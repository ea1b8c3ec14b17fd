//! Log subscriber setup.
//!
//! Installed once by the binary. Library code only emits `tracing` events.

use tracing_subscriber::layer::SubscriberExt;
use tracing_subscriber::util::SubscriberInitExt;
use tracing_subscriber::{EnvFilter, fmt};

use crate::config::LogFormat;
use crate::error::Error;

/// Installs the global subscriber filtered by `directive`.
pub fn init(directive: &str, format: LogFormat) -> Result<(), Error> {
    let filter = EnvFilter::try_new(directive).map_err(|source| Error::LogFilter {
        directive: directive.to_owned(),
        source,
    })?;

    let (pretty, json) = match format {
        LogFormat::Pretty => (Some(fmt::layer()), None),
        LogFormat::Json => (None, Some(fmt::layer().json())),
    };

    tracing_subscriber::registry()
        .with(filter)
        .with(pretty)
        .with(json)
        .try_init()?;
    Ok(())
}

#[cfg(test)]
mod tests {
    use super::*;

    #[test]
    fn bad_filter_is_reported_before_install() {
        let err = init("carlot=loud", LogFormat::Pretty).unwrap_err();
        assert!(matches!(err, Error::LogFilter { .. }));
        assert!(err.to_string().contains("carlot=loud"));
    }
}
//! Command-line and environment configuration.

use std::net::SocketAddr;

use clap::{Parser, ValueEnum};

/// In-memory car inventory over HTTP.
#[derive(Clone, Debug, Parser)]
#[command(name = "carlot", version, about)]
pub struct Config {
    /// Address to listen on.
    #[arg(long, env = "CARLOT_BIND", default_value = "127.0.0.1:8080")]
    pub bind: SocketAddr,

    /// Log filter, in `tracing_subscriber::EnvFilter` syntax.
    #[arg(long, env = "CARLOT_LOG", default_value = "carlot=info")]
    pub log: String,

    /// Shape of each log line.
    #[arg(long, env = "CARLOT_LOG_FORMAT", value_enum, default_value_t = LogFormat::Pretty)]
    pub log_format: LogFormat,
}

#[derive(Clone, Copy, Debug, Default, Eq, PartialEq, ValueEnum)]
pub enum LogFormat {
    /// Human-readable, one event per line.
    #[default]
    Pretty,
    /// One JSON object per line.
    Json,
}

▶ Task item: If a line in the records contains the word "ValueEnum", copy it out.

▶ Your solution:
use clap::{Parser, ValueEnum};
#[derive(Clone, Copy, Debug, Default, Eq, PartialEq, ValueEnum)]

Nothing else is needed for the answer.